Regeni, il ricordo di Palermo a due anni dalla scomparsa «Non esiste un caso Giulio, questa in Egitto è la norma»

«Le ossa di mani e piedi erano tutte rotte. Così come cinque denti. E cinque erano anche le lettere trovate incise sul suo cadavere, quasi avessero usato il suo corpo come lavagna. E tagli, tagli ovunque». Lo ritrovano così Giulio Regeni il 3 febbraio di due anni fa, abbandonato nudo e irriconoscibile lungo una scarpata in Egitto. Scompare nove giorni prima, alle 19:41 del 25 gennaio. E a due anni da quel giorno sono ancora troppe le domande che non trovano risposta. Non una ufficiale, almeno. Oggi a ricordare la sua scomparsa è, insieme a tutte le altre città italiane, anche Palermo, in una Sala delle Lapidi gremita di gente e soprattutto di studenti. Un momento intenso, dovuto, dopo due anni avvertito distintamente ancora come qualcosa di necessario. «Se la mamma di Giulio ha riconosciuto il figlio solo dalla punta del naso, com’è possibile che quel corpo buttato lì fosse quello di Giulio? Che certezza poteva avere chi ha diffuso la notizia del suo ritrovamento? Evidentemente chi ha sparso la notizia sapeva, aveva avuto a che fare proprio con la sua scomparsa».

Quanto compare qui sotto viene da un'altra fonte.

//! Typed node paths and their textual form.
//!
//! A path is an ordered, non-empty sequence of sibling indices. The textual
//! form joins indices with a `children` marker, e.g. `0.children.2`; it is
//! parsed and formatted only at the boundary, everything else works on
//! [`NodePath`] directly.

use std::fmt;
use std::str::FromStr;

use itertools::Itertools;

use crate::domain::error::{DomainError, DomainResult};

/// Marker segment separating indices in the textual form.
pub const CHILDREN_MARKER: &str = "children";

const SEPARATOR: char = '.';

/// Location of a node in the forest: root index first, then child indices.
#[derive(Debug, Clone, PartialEq, Eq, Hash, PartialOrd, Ord)]
pub struct NodePath(Vec<usize>);

impl NodePath {
    /// Path of the root node at `index`.
    pub fn root(index: usize) -> Self {
        Self(vec![index])
    }

    /// Build a path from raw indices. Fails on an empty sequence.
    pub fn from_indices(indices: impl IntoIterator<Item = usize>) -> DomainResult<Self> {
        let indices: Vec<usize> = indices.into_iter().collect();
        if indices.is_empty() {
            return Err(DomainError::invalid_path("", "a path needs at least one index"));
        }
        Ok(Self(indices))
    }

    /// Parse the textual form, e.g. `0.children.1`.
    pub fn parse(text: &str) -> DomainResult<Self> {
        if text.is_empty() {
            return Err(DomainError::invalid_path(text, "empty path"));
        }

        let mut indices = Vec::new();
        for (position, segment) in text.split(SEPARATOR).enumerate() {
            if position % 2 == 1 {
                if segment != CHILDREN_MARKER {
                    return Err(DomainError::invalid_path(
                        text,
                        format!("expected '{CHILDREN_MARKER}' marker, found '{segment}'"),
                    ));
                }
                continue;
            }
            if segment.is_empty() || !segment.bytes().all(|b| b.is_ascii_digit()) {
                return Err(DomainError::invalid_path(
                    text,
                    format!("segment '{segment}' is not an index"),
                ));
            }
            if segment.len() > 1 && segment.starts_with('0') {
                return Err(DomainError::invalid_path(
                    text,
                    format!("segment '{segment}' has a leading zero"),
                ));
            }
            let index = segment.parse::<usize>().map_err(|e| {
                DomainError::invalid_path(text, format!("segment '{segment}': {e}"))
            })?;
            indices.push(index);
        }

        // An even segment count means the text ends on a marker.
        if text.split(SEPARATOR).count() % 2 == 0 {
            return Err(DomainError::invalid_path(text, "path ends with a marker"));
        }
        Ok(Self(indices))
    }

    pub fn indices(&self) -> &[usize] {
        &self.0
    }

    /// Number of indices; a root path has depth 1.
    pub fn depth(&self) -> usize {
        self.0.len()
    }

    pub fn is_root(&self) -> bool {
        self.0.len() == 1
    }

    /// Index of the addressed node among its siblings.
    pub fn last_index(&self) -> usize {
        // non-empty by construction
        self.0[self.0.len() - 1]
    }

    /// Path of the parent node, `None` for a root path.
    pub fn parent(&self) -> Option<NodePath> {
        if self.is_root() {
            None
        } else {
            Some(Self(self.0[..self.0.len() - 1].to_vec()))
        }
    }

    /// Path of this node's child at `index`.
    pub fn child(&self, index: usize) -> NodePath {
        let mut indices = self.0.clone();
        indices.push(index);
        Self(indices)
    }

    /// Same path with the final index replaced.
    pub fn with_last_index(&self, index: usize) -> NodePath {
        let mut indices = self.0.clone();
        let last = indices.len() - 1;
        indices[last] = index;
        Self(indices)
    }

    /// Segment-wise prefix test; a path starts with itself.
    pub fn starts_with(&self, prefix: &NodePath) -> bool {
        self.0.starts_with(&prefix.0)
    }

    /// True if `other` lies strictly inside the subtree addressed by `self`.
    pub fn is_ancestor_of(&self, other: &NodePath) -> bool {
        other.depth() > self.depth() && other.starts_with(self)
    }
}

impl fmt::Display for NodePath {
    fn fmt(&self, f: &mut fmt::Formatter<'_>) -> fmt::Result {
        let separator = format!("{SEPARATOR}{CHILDREN_MARKER}{SEPARATOR}");
        write!(f, "{}", self.0.iter().join(&separator))
    }
}

impl FromStr for NodePath {
    type Err = DomainError;

    fn from_str(s: &str) -> Result<Self, Self::Err> {
        Self::parse(s)
    }
}
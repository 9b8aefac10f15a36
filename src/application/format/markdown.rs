//! Outline-markup encoding as nested Markdown bullet lists.
//!
//! Export writes one `- title` line per node, indented per depth. Import
//! accepts any CommonMark list (`-`, `*`, `+` or ordered markers) and ignores
//! content outside lists. The `collapsed` flag has no representation here and
//! is dropped; inline formatting is reduced to its text.

use pulldown_cmark::{Event, Parser, Tag, TagEnd};
use tracing::{instrument, trace};

use crate::application::format::{FormatKind, OutlineFormat};
use crate::application::ApplicationResult;
use crate::domain::{Node, NodeRef, Tree};

const MIN_INDENT: usize = 2;
const MAX_INDENT: usize = 4;

#[derive(Debug, Clone)]
pub struct MarkdownFormat {
    indent: usize,
}

impl Default for MarkdownFormat {
    fn default() -> Self {
        Self::new(MIN_INDENT)
    }
}

impl MarkdownFormat {
    /// `indent` outside 2..=4 would break list nesting and is clamped.
    pub fn new(indent: usize) -> Self {
        Self {
            indent: indent.clamp(MIN_INDENT, MAX_INDENT),
        }
    }

    fn write_nodes(&self, out: &mut String, nodes: &[NodeRef], depth: usize) {
        for node in nodes {
            out.push_str(&" ".repeat(depth * self.indent));
            out.push_str("- ");
            out.push_str(&escape_title(node.title()));
            out.push('\n');
            if let Some(children) = node.children() {
                self.write_nodes(out, children, depth + 1);
            }
        }
    }
}

#[derive(Default)]
struct PendingItem {
    title: String,
    children: Vec<Node>,
}

impl OutlineFormat for MarkdownFormat {
    fn kind(&self) -> FormatKind {
        FormatKind::Markdown
    }

    #[instrument(level = "debug", skip_all, fields(len = content.len()))]
    fn import_content(&self, content: &str) -> ApplicationResult<Tree> {
        let mut roots: Vec<Node> = Vec::new();
        let mut lists: Vec<Vec<Node>> = Vec::new();
        let mut items: Vec<PendingItem> = Vec::new();

        for event in Parser::new(content) {
            match event {
                Event::Start(Tag::List(_)) => lists.push(Vec::new()),
                Event::End(TagEnd::List(_)) => {
                    let finished = lists.pop().unwrap_or_default();
                    // A nested list belongs to the item that contains it.
                    match items.last_mut() {
                        Some(item) => item.children.extend(finished),
                        None => roots.extend(finished),
                    }
                }
                Event::Start(Tag::Item) => items.push(PendingItem::default()),
                Event::End(TagEnd::Item) => {
                    if let (Some(item), Some(list)) = (items.pop(), lists.last_mut()) {
                        trace!("markdown item: {:?}", item.title);
                        list.push(Node::new(item.title.trim()).with_children(item.children));
                    }
                }
                Event::Text(text) | Event::Code(text) => {
                    if let Some(item) = items.last_mut() {
                        item.title.push_str(&text);
                    }
                }
                Event::SoftBreak | Event::HardBreak => {
                    if let Some(item) = items.last_mut() {
                        item.title.push(' ');
                    }
                }
                _ => {}
            }
        }

        Ok(Tree::new(roots))
    }

    #[instrument(level = "debug", skip_all)]
    fn export_outline(&self, tree: &Tree) -> ApplicationResult<String> {
        let mut out = String::new();
        self.write_nodes(&mut out, tree.roots(), 0);
        Ok(out)
    }
}

/// Keep a title on one line and stop it from being read as markup.
fn escape_title(title: &str) -> String {
    let single_line = title.split_whitespace().collect::<Vec<_>>().join(" ");
    let mut escaped = String::with_capacity(single_line.len());
    for (i, c) in single_line.chars().enumerate() {
        let leading = i == 0 && matches!(c, '#' | '>' | '+' | '-' | '=');
        let markup = matches!(c, '\\' | '`' | '~' | '*' | '_' | '[' | ']' | '<' | '&' | '!');
        if leading || markup {
            escaped.push('\\');
        }
        escaped.push(c);
    }
    escape_ordered_marker(escaped)
}

/// `1. x` or `1) x` at the start of a title would open an ordered list.
fn escape_ordered_marker(title: String) -> String {
    let digits = title.chars().take_while(|c| c.is_ascii_digit()).count();
    match title[digits..].chars().next() {
        Some(marker @ ('.' | ')')) if digits > 0 => {
            format!("{}\\{}{}", &title[..digits], marker, &title[digits + 1..])
        }
        _ => title,
    }
}
//! Command dispatch: one handler per subcommand.

use std::path::Path;

use tracing::{debug, instrument};

use crate::application::FormatKind;
use crate::cli::args::{Cli, Commands, ConfigCommands, OutputArgs};
use crate::cli::error::{CliError, CliResult};
use crate::cli::output;
use crate::cli::render::render_forest;
use crate::config::{global_config_path, Settings};
use crate::domain::{
    self, classify, validate_target, Attribute, MovePosition, Node, NodePath, Point, TargetBox,
    Tree,
};
use crate::exitcode;
use crate::infrastructure::{InfraError, ServiceContainer};

/// Run the parsed command line; returns the process exit code.
pub fn execute(cli: &Cli) -> CliResult<i32> {
    let Some(command) = &cli.command else {
        return Err(CliError::Usage(
            "no command given, see --help".to_string(),
        ));
    };
    let settings = Settings::load(cli.config.as_deref())?;
    let container = ServiceContainer::new(settings);
    execute_with(&container, cli.format, command)
}

/// Run `command` against an already wired container.
pub fn execute_with(
    container: &ServiceContainer,
    format: Option<FormatKind>,
    command: &Commands,
) -> CliResult<i32> {
    let ctx = Context { container, format };
    match command {
        Commands::Show { file } => ctx.show(file),
        Commands::Paths { file } => ctx.paths(file),
        Commands::Next { file, path } => ctx.step(file, path, domain::next),
        Commands::Prev { file, path } => ctx.step(file, path, domain::previous),
        Commands::Set {
            file,
            path,
            key,
            value,
            output,
        } => {
            let attribute = Attribute::parse(key, value)?;
            ctx.edit(file, output, |tree| domain::set_attribute(tree, path, attribute))
        }
        Commands::Insert {
            file,
            index,
            title,
            parent,
            output,
        } => ctx.edit(file, output, |tree| {
            domain::insert_node(tree, parent.as_ref(), *index, Node::new(title.as_str()))
        }),
        Commands::Delete { file, path, output } => {
            ctx.edit(file, output, |tree| domain::delete_node(tree, path))
        }
        Commands::Move {
            file,
            source,
            target,
            position,
            output,
        } => ctx.edit(file, output, |tree| {
            domain::move_node(tree, source, target, *position)
        }),
        Commands::Classify {
            x,
            y,
            left,
            top,
            width,
            height,
            zone_width,
        } => ctx.classify(
            Point { x: *x, y: *y },
            TargetBox {
                left: *left,
                top: *top,
                width: *width,
                height: *height,
            },
            *zone_width,
        ),
        Commands::CheckMove { source, target } => Ok(check_move(source, target)),
        Commands::Convert {
            input,
            output,
            from,
            to,
        } => ctx.convert(input, output, *from, *to),
        Commands::Config { command } => ctx.config(command),
        Commands::Completion { .. } => Err(CliError::Usage(
            "completion is handled before configuration is loaded".to_string(),
        )),
    }
}

struct Context<'a> {
    container: &'a ServiceContainer,
    format: Option<FormatKind>,
}

impl Context<'_> {
    fn load(&self, file: &Path) -> CliResult<Tree> {
        Ok(self.container.documents.load(file, self.format)?)
    }

    #[instrument(level = "debug", skip(self))]
    fn show(&self, file: &Path) -> CliResult<i32> {
        let tree = self.load(file)?;
        print!("{}", render_forest(&tree));
        Ok(exitcode::OK)
    }

    fn paths(&self, file: &Path) -> CliResult<i32> {
        let tree = self.load(file)?;
        for (path, node) in tree.iter() {
            output::info(&format!("{}\t{}", path, node.title()));
        }
        Ok(exitcode::OK)
    }

    /// Prints the neighbour, or nothing with exit code 1 at a boundary.
    fn step(
        &self,
        file: &Path,
        path: &NodePath,
        step: fn(&Tree, &NodePath) -> Option<NodePath>,
    ) -> CliResult<i32> {
        let tree = self.load(file)?;
        if !tree.contains(path) {
            return Err(domain::DomainError::PathNotFound(path.clone()).into());
        }
        match step(&tree, path) {
            Some(neighbour) => {
                output::info(&neighbour);
                Ok(exitcode::OK)
            }
            None => {
                debug!("step: no neighbour for {}", path);
                Ok(exitcode::REJECTED)
            }
        }
    }

    /// Load, apply `op`, then emit the new document per `dest`.
    #[instrument(level = "debug", skip(self, op))]
    fn edit<F>(&self, file: &Path, dest: &OutputArgs, op: F) -> CliResult<i32>
    where
        F: FnOnce(&Tree) -> domain::DomainResult<Tree>,
    {
        let documents = &self.container.documents;
        let tree = self.load(file)?;
        let edited = op(&tree)?;

        if dest.in_place {
            documents.save(file, &edited, self.format)?;
            output::action("Updated", &file.display());
        } else if let Some(target) = &dest.output {
            documents.save(target, &edited, self.format)?;
            output::action("Wrote", &target.display());
        } else {
            let kind = documents.detect_format(file, self.format);
            let text = documents.render(&edited, kind)?;
            output::info(text.trim_end_matches('\n'));
        }
        Ok(exitcode::OK)
    }

    fn classify(
        &self,
        pointer: Point,
        target_box: TargetBox,
        zone_width: Option<f64>,
    ) -> CliResult<i32> {
        if target_box.width < 0.0 || target_box.height < 0.0 {
            return Err(CliError::InvalidArgs(
                "width and height must not be negative".to_string(),
            ));
        }
        let zone_width = zone_width.unwrap_or(self.container.settings.zone_width);
        let position: MovePosition = classify(pointer, &target_box, zone_width);
        output::info(&position);
        Ok(exitcode::OK)
    }

    fn convert(
        &self,
        input: &Path,
        output_path: &Path,
        from: Option<FormatKind>,
        to: Option<FormatKind>,
    ) -> CliResult<i32> {
        let documents = &self.container.documents;
        let tree = documents.load(input, from.or(self.format))?;
        let kind = documents.detect_format(output_path, to);
        documents.save(output_path, &tree, Some(kind))?;
        output::action(
            "Converted",
            &format!("{} -> {} ({})", input.display(), output_path.display(), kind),
        );
        Ok(exitcode::OK)
    }

    fn config(&self, command: &ConfigCommands) -> CliResult<i32> {
        match command {
            ConfigCommands::Show => {
                output::header("Effective configuration");
                print!("{}", self.container.settings.to_toml()?);
            }
            ConfigCommands::Path => match global_config_path() {
                Some(path) => {
                    let state = if self.container.fs.exists(&path) {
                        "exists"
                    } else {
                        "not found"
                    };
                    output::action("Global", &format!("{} ({})", path.display(), state));
                }
                None => output::warning("no config directory available on this platform"),
            },
            ConfigCommands::Init { force } => {
                let path = global_config_path().ok_or_else(|| {
                    CliError::Usage("no config directory available on this platform".to_string())
                })?;
                if self.container.fs.exists(&path) && !force {
                    return Err(CliError::Usage(format!(
                        "{} already exists (use --force to overwrite)",
                        path.display()
                    )));
                }
                let fs = &self.container.fs;
                fs.ensure_parent(&path)
                    .map_err(|e| InfraError::io(format!("create {}", path.display()), e))?;
                fs.write(&path, &Settings::template())
                    .map_err(|e| InfraError::io(format!("write {}", path.display()), e))?;
                output::success(&format!("Created {}", path.display()));
            }
        }
        Ok(exitcode::OK)
    }
}

fn check_move(source: &NodePath, target: &NodePath) -> i32 {
    if validate_target(source, target) {
        output::success(&format!("{} may be dropped on {}", source, target));
        exitcode::OK
    } else {
        output::failure(&format!(
            "{} cannot be dropped on itself or its descendant {}",
            source, target
        ));
        exitcode::REJECTED
    }
}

Un interrogativo, quello sollevato da Maria Vittoria Cerami, presidente del Gruppo Italia 233 di Amnesty International, presente anche quest’anno all’appuntamento per ricordare il ricercatore di Trieste, con la partecipazione della Camera penale e del Rotaract Palermo Est. «Non esiste, tuttavia, un caso Giulio», aggiunge poi. «Giulio – prosegue – è l’ennesimo uomo scomparso, seviziato, ucciso in Egitto. Sono 1676 le persone sottoposte a tortura in quel paese. Di queste, 500 sono morte». Questo accadeva nel 2015. Mentre il nuovo anno si apriva già con altre 88 persone torturate e di queste otto decedute. «Sono numeri che ci dicono che non esiste il caso. Giulio è la persona che ha fatto venire a galla in Italia quello che accade in Egitto a tanti egiziani ed egiziane di cui noi non sappiamo nulla e che le famiglie spesso non hanno neppure la possibilità di piangere».

Le domande che restano in sospeso, a distanza di due anni sono ancora molte. Trovato il suo corpo, a rincorrersi sono stati soprattutto maldestri depistaggi e bugie: aveva fatto quella fine perché coinvolto in un traffico di droga, perché omosessuale, perché contro il regime di Al Sīsī. «Sappiamo che per condurre le sue ricerche sui sindacati era stato messo in contatto dalla sua tutor di dottorato a Cambridge con una economista egiziana, che a sua volte lo aveva messo in contatto con Abdallah, un ambulante e sindacalista vicino ai servizi segreti – continua Cerami -. Un uomo che probabilmente intravide, nell’incontro con Giulio, la possibilità di prendere per sé i soldi stanziati dall’università. Lui voleva quei soldi, è probabile che abbia venduto Giulio ai servizi segreti, facendolo passare per un oppositore del regime. Ma quello che sappiamo ad oggi è ancora veramente troppo poco».

Il 15 gennaio Regeni avrebbe compiuto 30 anni. A riempire Palazzo delle Aquile e a prendere parte alla fiaccolata commemorativa delle 19 ci sono i ragazzi del classico Garibaldi e dello scientifico Benedetto Croce. Ragazzi poco più piccoli di lui. Qualcuno registra il dibattito, qualcun altro prende appunti, altri si commuovono. Qualcun altro, poi, vittima di certi interventi forse troppo scontati e retorici, non resiste alla tentazione di distrarsi e scattarsi qualche selfie, mentre in sottofondo si discute di tortura e verità negate. A chiudere il dibattito è il sindaco Orlando: «Non è un giorno di ricordo, piuttosto di memoria. E facciamo memoria non perché quello che è accaduto è terribile, certo che lo è. Ma, soprattutto, perché non accada più. Quello che è accaduto dopo il ritrovamento di Giulio è forse anche più grave – continua il primo cittadino  -. Penso al dopo via D’Amelio, al dopo strage di Ustica. A tutto quello che ancora non sappiamo, che ci viene negato. Chissà quanti altri Giulio Regeni ci sono di cui noi non sappiamo niente. Sono queste le occasioni in metterci in moto, interpellarci rispetto a tutti gli altri casi. Perché, è chiaro, c’è un problema di diritti umani in questa civilissima Europa».